She looked at me and smiled. "Ah," she said, "I suppose you cannot say that in English."

"Well, if you have been squeezing an elephant, into pieces even, then you can certainly say it, but I don't think you have, have you?"

"No," she said, "In Swedish we have a saying, 'att stycka elefanten', and we use it when we are talking about having a big job to do, and you can't do it all in one go so you have to split it up into small steps."

"Okay, splitting things up into manageable steps I understand, but where does the elephant come in?"

"You cannot eat a whole elephant right away. You have to cut it up and eat it bit by bit, and that is what 'stycka elefanten' means, pulling apart the elephant. Do you understand now?"

"Well, yes, but do you eat many elephants in Sweden?"

"No, mainly herring, but we don't get so big herrings, so 'att stycka sill' sounds silly."

And then my English teacher-side kicked in and I had to tell her that it was "such big herrings" and not "so big herrings". But then we spoke about this idiomatic expression, and it seemed that in her company, which operates in Sweden, Finland, Denmark and Norway, when they use English to communicate they often drop in this sort of phrase, translated literally from Swedish into English, and they all understand it. Even though to a native English speaker like me it would sound very odd.

READ ALSO: Ten ways talking in English baffles Swedes

So here we have an example of where non-native English speakers, in a closed community (the Nordic company) use a special type of English that they all understand, but wouldn't easily be understood by a native speaker. What does that mean? Does that mean that they are using English in a wrong way, that they are making a mistake?
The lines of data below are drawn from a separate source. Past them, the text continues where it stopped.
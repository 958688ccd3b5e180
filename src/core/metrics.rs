//! Prometheus instrumentation for the battery flow
//!
//! All collectors live in a dedicated registry so the exposition endpoint only
//! reports what this service owns.

use log::error;
use prometheus::{
    Encoder, Histogram, HistogramOpts, IntCounter, IntCounterVec, Opts, Registry, TextEncoder,
};

lazy_static::lazy_static! {
    /// Registry holding every battery collector
    pub static ref REGISTRY: Registry = Registry::new();

    /// Visits started, by selected battery
    pub static ref VISITS: IntCounterVec = IntCounterVec::new(
        Opts::new("battery_visits_total", "Visits started, by selected battery"),
        &["battery"],
    ).expect("valid metric definition");

    /// Problems handed out, by kind (practice or scored)
    pub static ref PROBLEMS_ISSUED: IntCounterVec = IntCounterVec::new(
        Opts::new("battery_problems_issued_total", "Problems issued to subjects"),
        &["kind"],
    ).expect("valid metric definition");

    /// Answers scored, by kind and outcome
    pub static ref ANSWERS: IntCounterVec = IntCounterVec::new(
        Opts::new("battery_answers_total", "Answers scored"),
        &["kind", "outcome"],
    ).expect("valid metric definition");

    /// Completed batteries persisted, by battery
    pub static ref COMPLETIONS: IntCounterVec = IntCounterVec::new(
        Opts::new("battery_completions_total", "Battery attempts persisted"),
        &["battery"],
    ).expect("valid metric definition");

    /// Writes or reads rejected by the result store
    pub static ref PERSISTENCE_FAILURES: IntCounter = IntCounter::new(
        "battery_persistence_failures_total",
        "Result store operations that failed",
    ).expect("valid metric definition");

    /// Distribution of per-answer similarity
    pub static ref SIMILARITY: Histogram = Histogram::with_opts(
        HistogramOpts::new("battery_answer_similarity", "Similarity of scored answers")
            .buckets(vec![0.0, 0.25, 0.5, 0.75, 1.0]),
    ).expect("valid metric definition");
}

/// Register all collectors. Safe to call more than once.
pub fn register_metrics() {
    let collectors: Vec<Box<dyn prometheus::core::Collector>> = vec![
        Box::new(VISITS.clone()),
        Box::new(PROBLEMS_ISSUED.clone()),
        Box::new(ANSWERS.clone()),
        Box::new(COMPLETIONS.clone()),
        Box::new(PERSISTENCE_FAILURES.clone()),
        Box::new(SIMILARITY.clone()),
    ];
    for collector in collectors {
        match REGISTRY.register(collector) {
            Ok(()) | Err(prometheus::Error::AlreadyReg) => {}
            Err(e) => error!("Failed to register metric: {}", e),
        }
    }
}

/// Render the registry in the Prometheus text format
pub fn render() -> String {
    let encoder = TextEncoder::new();
    let mut buffer = Vec::new();
    if let Err(e) = encoder.encode(&REGISTRY.gather(), &mut buffer) {
        error!("Failed to encode metrics: {}", e);
        return String::new();
    }
    String::from_utf8(buffer).unwrap_or_default()
}
//! Applied-migration records.

use std::collections::BTreeMap;
use tidemark_core::{Checksum, MigrateConfig, Row, Statement, TidemarkResult, Timestamp};
use tidemark_driver::Executor;
use tracing::debug;

/// One row of the applied-migrations table.
#[derive(Debug, Clone, PartialEq, Eq)]
pub struct AppliedRecord {
    pub name: String,
    pub applied_at: Timestamp,
    pub description: String,
    pub checksum: Checksum,
}

impl AppliedRecord {
    fn from_row(row: &Row) -> TidemarkResult<Self> {
        Ok(Self {
            name: row.text("migration_name")?.to_string(),
            applied_at: row.timestamp("applied_at")?,
            description: row.opt_text("description")?.unwrap_or_default().to_string(),
            checksum: row.opt_text("checksum")?.unwrap_or_default().to_string(),
        })
    }
}

/// Reads and writes `keyspace.applied_table`.
pub struct AppliedStore<'a, E: ?Sized> {
    executor: &'a E,
    qualified_table: String,
}

impl<'a, E: Executor + ?Sized> AppliedStore<'a, E> {
    pub fn new(executor: &'a E, config: &MigrateConfig) -> Self {
        Self {
            executor,
            qualified_table: format!("{}.{}", config.keyspace, config.applied_table),
        }
    }

    pub async fn ensure_table(&self) -> TidemarkResult<()> {
        let cql = format!(
            "CREATE TABLE IF NOT EXISTS {} (migration_name text PRIMARY KEY, applied_at timestamp, description text, checksum text)",
            self.qualified_table
        );
        self.executor.execute(&Statement::new(cql)).await?;
        Ok(())
    }

    /// Every applied record, keyed by migration name.
    pub async fn load(&self) -> TidemarkResult<BTreeMap<String, AppliedRecord>> {
        let cql = format!(
            "SELECT migration_name, applied_at, description, checksum FROM {}",
            self.qualified_table
        );
        let rows = self.executor.execute(&Statement::new(cql)).await?;
        let mut applied = BTreeMap::new();
        for row in &rows {
            let record = AppliedRecord::from_row(row)?;
            applied.insert(record.name.clone(), record);
        }
        debug!(table = %self.qualified_table, applied = applied.len(), "loaded applied migrations");
        Ok(applied)
    }

    pub async fn record(&self, record: &AppliedRecord) -> TidemarkResult<()> {
        let statement = Statement::new(format!(
            "INSERT INTO {} (migration_name, applied_at, description, checksum) VALUES (?, ?, ?, ?)",
            self.qualified_table
        ))
        .bind(record.name.as_str())
        .bind(record.applied_at)
        .bind(record.description.as_str())
        .bind(record.checksum.as_str());
        self.executor.execute(&statement).await?;
        Ok(())
    }

    pub async fn remove(&self, name: &str) -> TidemarkResult<()> {
        let statement = Statement::new(format!(
            "DELETE FROM {} WHERE migration_name = ?",
            self.qualified_table
        ))
        .bind(name);
        self.executor.execute(&statement).await?;
        Ok(())
    }
}
//! Schema-agreement gate.
//!
//! Before each migration the runner waits until the coordinator and every
//! known peer report the same schema version. The wait is advisory: on
//! timeout a warning is logged and the caller carries on.

use std::collections::BTreeSet;
use std::time::{Duration, Instant};
use tidemark_core::{MigrateConfig, Statement, TidemarkResult};
use tidemark_driver::Executor;
use tracing::{debug, info, warn};
use uuid::Uuid;

const LOCAL_VERSION_CQL: &str = "SELECT schema_version FROM system.local";
const PEER_VERSIONS_CQL: &str = "SELECT peer, schema_version FROM system.peers";

pub struct SchemaAgreement<'a, E: ?Sized> {
    executor: &'a E,
    timeout: Duration,
    interval: Duration,
}

impl<'a, E: Executor + ?Sized> SchemaAgreement<'a, E> {
    pub fn new(executor: &'a E, timeout: Duration, interval: Duration) -> Self {
        Self {
            executor,
            timeout,
            interval,
        }
    }

    pub fn from_config(executor: &'a E, config: &MigrateConfig) -> Self {
        Self::new(executor, config.agreement_timeout, config.agreement_interval)
    }

    /// Distinct schema versions currently reported. Members that report no
    /// version are ignored.
    pub async fn versions(&self) -> TidemarkResult<BTreeSet<Uuid>> {
        let mut versions = BTreeSet::new();
        for cql in [LOCAL_VERSION_CQL, PEER_VERSIONS_CQL] {
            for row in self.executor.execute(&Statement::new(cql)).await? {
                if row.get("schema_version").is_some_and(|v| !v.is_null()) {
                    versions.insert(row.uuid("schema_version")?);
                }
            }
        }
        Ok(versions)
    }

    /// Poll until at most one version is observed or the timeout passes.
    ///
    /// Returns `Ok(false)` on timeout. Driver errors while polling are
    /// propagated.
    pub async fn wait(&self) -> TidemarkResult<bool> {
        let started = Instant::now();
        let deadline = started + self.timeout;
        let mut polls = 0u32;
        loop {
            let versions = self.versions().await?;
            polls += 1;
            if versions.len() <= 1 {
                if polls > 1 {
                    info!(polls, elapsed_ms = started.elapsed().as_millis() as u64, "schema agreement reached");
                }
                return Ok(true);
            }
            debug!(versions = versions.len(), polls, "schema versions disagree");
            if Instant::now() >= deadline {
                warn!(
                    versions = versions.len(),
                    timeout_ms = self.timeout.as_millis() as u64,
                    "schema agreement not reached before timeout, proceeding"
                );
                return Ok(false);
            }
            self.executor.pause(self.interval).await;
        }
    }
}
//! Shared helpers for runner integration tests.

#![allow(dead_code)]

use std::time::Duration;
use tidemark_core::{MigrateConfig, TidemarkResult};
use tidemark_migrate::{async_trait, Migration, MigrationContext, MigrationEntry, MigrationRegistry};

pub const A: &str = "20260115_001_a";
pub const B: &str = "20260203_002_b";

/// A migration that runs fixed statement lists.
pub struct Scripted {
    description: String,
    up: Vec<String>,
    down: Vec<String>,
    reversible: bool,
}

impl Scripted {
    pub fn new(description: &str) -> Self {
        Self {
            description: description.to_string(),
            up: Vec::new(),
            down: Vec::new(),
            reversible: true,
        }
    }

    pub fn up(mut self, cql: &str) -> Self {
        self.up.push(cql.to_string());
        self
    }

    pub fn down(mut self, cql: &str) -> Self {
        self.down.push(cql.to_string());
        self
    }

    pub fn irreversible(mut self) -> Self {
        self.reversible = false;
        self
    }

    /// Register under `name`, checksummed over the statement text.
    pub fn entry(self, name: &str) -> MigrationEntry {
        let source = format!("{}\n{}", self.up.join("\n"), self.down.join("\n"));
        MigrationEntry::from_source(name, &source, self)
    }
}

#[async_trait]
impl Migration for Scripted {
    fn description(&self) -> &str {
        &self.description
    }

    fn reversible(&self) -> bool {
        self.reversible
    }

    async fn upgrade(&self, ctx: &mut MigrationContext<'_>) -> TidemarkResult<()> {
        for cql in &self.up {
            ctx.execute(cql, vec![]).await?;
        }
        Ok(())
    }

    async fn downgrade(&self, ctx: &mut MigrationContext<'_>) -> TidemarkResult<()> {
        for cql in &self.down {
            ctx.execute(cql, vec![]).await?;
        }
        Ok(())
    }
}

/// Migration that creates `shop.<table>` and drops it on the way down.
pub fn create_table(name: &str, table: &str) -> MigrationEntry {
    Scripted::new(&format!("create {}", table))
        .up(&format!("CREATE TABLE IF NOT EXISTS shop.{} (id text PRIMARY KEY)", table))
        .down(&format!("DROP TABLE IF EXISTS shop.{}", table))
        .entry(name)
}

/// The two-migration registry `a`, `b`, each creating its own table.
pub fn scenario_registry() -> MigrationRegistry {
    MigrationRegistry::from_entries(vec![create_table(B, "b"), create_table(A, "a")])
        .unwrap_or_else(|e| panic!("invalid scenario registry: {}", e))
}

/// Fast agreement polling so lagging-peer tests stay quick.
pub fn config() -> MigrateConfig {
    let mut config = MigrateConfig::new("shop");
    config.owner = "runner-test".to_string();
    config.agreement_timeout = Duration::from_millis(20);
    config.agreement_interval = Duration::from_millis(1);
    config
}
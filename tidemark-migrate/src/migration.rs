//! The `Migration` trait and its registered form.

use crate::context::MigrationContext;
use async_trait::async_trait;
use std::fmt;
use tidemark_core::{compute_checksum, Checksum, TidemarkResult};

/// One schema or data change, compiled into the application.
///
/// `upgrade` and `downgrade` issue their statements through the context,
/// which either executes them or, in dry-run mode, only records them.
#[async_trait]
pub trait Migration: Send + Sync {
    fn description(&self) -> &str;

    /// Whether `downgrade` undoes `upgrade`. Rollback refuses migrations
    /// that return false.
    fn reversible(&self) -> bool {
        true
    }

    /// Whether the migration knowingly discards data.
    fn allow_destructive(&self) -> bool {
        false
    }

    async fn upgrade(&self, ctx: &mut MigrationContext<'_>) -> TidemarkResult<()>;

    async fn downgrade(&self, _ctx: &mut MigrationContext<'_>) -> TidemarkResult<()> {
        Ok(())
    }
}

/// A migration paired with its name and content checksum.
pub struct MigrationEntry {
    name: String,
    checksum: Checksum,
    migration: Box<dyn Migration>,
}

impl MigrationEntry {
    /// Entry whose checksum is taken over `source`, normally the migration
    /// file's own text via `include_str!`.
    pub fn from_source(
        name: impl Into<String>,
        source: &str,
        migration: impl Migration + 'static,
    ) -> Self {
        Self::new(name, compute_checksum(source.as_bytes()), migration)
    }

    pub fn new(
        name: impl Into<String>,
        checksum: impl Into<Checksum>,
        migration: impl Migration + 'static,
    ) -> Self {
        Self {
            name: name.into(),
            checksum: checksum.into(),
            migration: Box::new(migration),
        }
    }

    pub fn name(&self) -> &str {
        &self.name
    }

    pub fn checksum(&self) -> &str {
        &self.checksum
    }

    pub fn migration(&self) -> &dyn Migration {
        self.migration.as_ref()
    }

    pub fn description(&self) -> &str {
        self.migration.description()
    }
}

impl fmt::Debug for MigrationEntry {
    fn fmt(&self, f: &mut fmt::Formatter<'_>) -> fmt::Result {
        f.debug_struct("MigrationEntry")
            .field("name", &self.name)
            .field("checksum", &self.checksum)
            .field("description", &self.migration.description())
            .field("reversible", &self.migration.reversible())
            .finish()
    }
}
//! TIDEMARK Test Utilities
//!
//! Shared test infrastructure for the TIDEMARK workspace:
//! - Proptest generators for wire types, columns and table schemas
//! - Fixtures that seed a `MockCluster` with known tables and rows
//! - Assertions for TIDEMARK-specific error shapes

pub use tidemark_driver::MockCluster;

pub use tidemark_core::{
    ColumnDefinition, KeyRole, MigrationError, Row, SortOrder, Statement, TableSchema,
    TidemarkError, TidemarkResult, Value, WireType,
};

// ============================================================================
// PROPTEST GENERATORS
// ============================================================================

pub mod generators {
    use super::*;
    use proptest::prelude::*;
    use std::collections::BTreeSet;

    /// Any wire type the mock cluster can store, collections included.
    /// Counters are left out since they cannot share a table with other
    /// regular columns.
    pub fn arb_wire_type() -> impl Strategy<Value = WireType> {
        prop_oneof![
            Just(WireType::Ascii),
            Just(WireType::BigInt),
            Just(WireType::Blob),
            Just(WireType::Boolean),
            Just(WireType::Date),
            Just(WireType::Decimal),
            Just(WireType::Double),
            Just(WireType::Float),
            Just(WireType::Inet),
            Just(WireType::Int),
            Just(WireType::SmallInt),
            Just(WireType::Text),
            Just(WireType::Time),
            Just(WireType::Timestamp),
            Just(WireType::TimeUuid),
            Just(WireType::TinyInt),
            Just(WireType::Uuid),
            Just(WireType::VarInt),
            Just(WireType::from_cql("list<int>")),
            Just(WireType::from_cql("map<text, bigint>")),
            Just(WireType::from_cql("frozen<set<text>>")),
        ]
    }

    /// Types usable in a primary key.
    pub fn arb_key_type() -> impl Strategy<Value = WireType> {
        prop_oneof![
            Just(WireType::Text),
            Just(WireType::Uuid),
            Just(WireType::BigInt),
            Just(WireType::Int),
            Just(WireType::Timestamp),
            Just(WireType::Date),
        ]
    }

    /// A regular, non-indexed column.
    pub fn arb_column_definition() -> impl Strategy<Value = ColumnDefinition> {
        ("c_[a-z]{1,8}", arb_wire_type()).prop_map(|(name, t)| ColumnDefinition::new(name, t))
    }

    /// Up to four regular columns whose names share `prefix` and never collide.
    pub fn arb_regular_columns(prefix: &'static str) -> impl Strategy<Value = Vec<ColumnDefinition>> {
        proptest::collection::btree_map("[a-z]{1,6}", arb_wire_type(), 0..4).prop_map(move |cols| {
            cols.into_iter()
                .map(|(name, t)| ColumnDefinition::new(format!("{}{}", prefix, name), t))
                .collect()
        })
    }

    fn arb_sort_order() -> impl Strategy<Value = SortOrder> {
        prop_oneof![Just(SortOrder::Asc), Just(SortOrder::Desc)]
    }

    /// A valid table: one or two partition keys, up to two clustering
    /// columns, some regular columns (optionally indexed) and maybe a static
    /// column when the table clusters.
    pub fn arb_table_schema() -> impl Strategy<Value = TableSchema> {
        (
            "t_[a-z]{1,8}",
            proptest::collection::vec(arb_key_type(), 1..=2),
            proptest::collection::vec((arb_key_type(), arb_sort_order()), 0..=2),
            proptest::collection::btree_map("[a-z]{1,8}", (arb_wire_type(), any::<bool>()), 0..5),
            any::<bool>(),
        )
            .prop_map(|(table, partition, clustering, regular, with_static)| {
                let mut columns = Vec::new();
                for (i, t) in partition.into_iter().enumerate() {
                    columns.push(ColumnDefinition::new(format!("pk{}", i), t).partition_key(i as i32));
                }
                let clusters = !clustering.is_empty();
                for (i, (t, order)) in clustering.into_iter().enumerate() {
                    columns.push(ColumnDefinition::new(format!("ck{}", i), t).clustering(i as i32, order));
                }
                let mut seen = BTreeSet::new();
                for (name, (t, indexed)) in regular {
                    let name = format!("c_{}", name);
                    seen.insert(name.clone());
                    let col = ColumnDefinition::new(name, t);
                    columns.push(if indexed { col.indexed() } else { col });
                }
                if clusters && with_static && !seen.contains("c_owner") {
                    columns.push(ColumnDefinition::new("c_owner", WireType::Text).static_column());
                }
                TableSchema::new(table, columns)
            })
    }
}

// ============================================================================
// FIXTURES
// ============================================================================

pub mod fixtures {
    use super::*;
    use tidemark_driver::Driver;

    /// `shop.items (id text PRIMARY KEY, name text)`.
    pub const ITEMS_DDL: &str =
        "CREATE TABLE IF NOT EXISTS shop.items (id text PRIMARY KEY, name text)";

    /// Create `shop.items` on the cluster. Panics on failure; test-only.
    pub fn create_items_table(cluster: &MockCluster) {
        cluster
            .execute(&Statement::new(ITEMS_DDL))
            .unwrap_or_else(|e| panic!("failed to create shop.items: {}", e));
    }

    /// Declared schema matching [`ITEMS_DDL`].
    pub fn items_schema() -> TableSchema {
        TableSchema::new(
            "items",
            vec![
                ColumnDefinition::new("id", WireType::Text).partition_key(0),
                ColumnDefinition::new("name", WireType::Text),
            ],
        )
    }

    /// A compound-key table with a static and an indexed column.
    pub fn events_schema() -> TableSchema {
        TableSchema::new(
            "events",
            vec![
                ColumnDefinition::new("tenant", WireType::Uuid).partition_key(0),
                ColumnDefinition::new("day", WireType::Date).partition_key(1),
                ColumnDefinition::new("seq", WireType::BigInt).clustering(0, SortOrder::Desc),
                ColumnDefinition::new("owner", WireType::Text).static_column(),
                ColumnDefinition::new("body", WireType::Text).index_named("events_body_idx"),
            ],
        )
    }

    /// Create `shop.items` and fill it with `count` rows keyed `item-0000`...
    pub fn seeded_items(count: usize) -> MockCluster {
        let cluster = MockCluster::new();
        create_items_table(&cluster);
        for i in 0..count {
            let row = Row::new()
                .with("id", format!("item-{:04}", i))
                .with("name", format!("name {}", i));
            cluster
                .insert_row("shop", "items", row)
                .unwrap_or_else(|e| panic!("failed to seed shop.items: {}", e));
        }
        cluster
    }
}

// ============================================================================
// ASSERTIONS
// ============================================================================

pub mod assertions {
    use super::*;

    /// Assert the result failed with the given migration error variant.
    pub fn assert_migration_error<T: std::fmt::Debug>(
        result: &TidemarkResult<T>,
        matches: impl Fn(&MigrationError) -> bool,
    ) {
        match result {
            Err(TidemarkError::Migration(err)) if matches(err) => {}
            other => panic!("expected matching migration error, got {:?}", other),
        }
    }

    /// Assert the result failed with a driver error.
    pub fn assert_driver_error<T: std::fmt::Debug>(result: &TidemarkResult<T>) {
        assert!(
            matches!(result, Err(TidemarkError::Driver(_))),
            "expected driver error, got {:?}",
            result
        );
    }
}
Or does it mean that they are using English as something other than just a "second language", they are using it as a communication tool and if it works for them, then I, as an English teacher, have no right to tell them that it is wrong? That I – and other native speakers – have to accept that English is a fluid and flexible language and that just because someone says something that I don't easily understand it doesn't make it wrong?

It's an interesting thought, that maybe what I see as a mistake isn't a mistake, it's just "their" English, and if the people they communicate with understand them then that is all that matters. What about mistakes with grammar?

Hmm. There's lots to think about there. And I think that the next time my brother tells me on the phone that he has too much to do and not enough time to do it I'm going to say: "You'll just have to learn to squeeze the elephant Phil." That'll shut him up.

David Ashby, from Brighton, moved to Gothenburg in 2002. He is a certified English as a Foreign Language teacher who today teaches business English in Stockholm. Read more about him here.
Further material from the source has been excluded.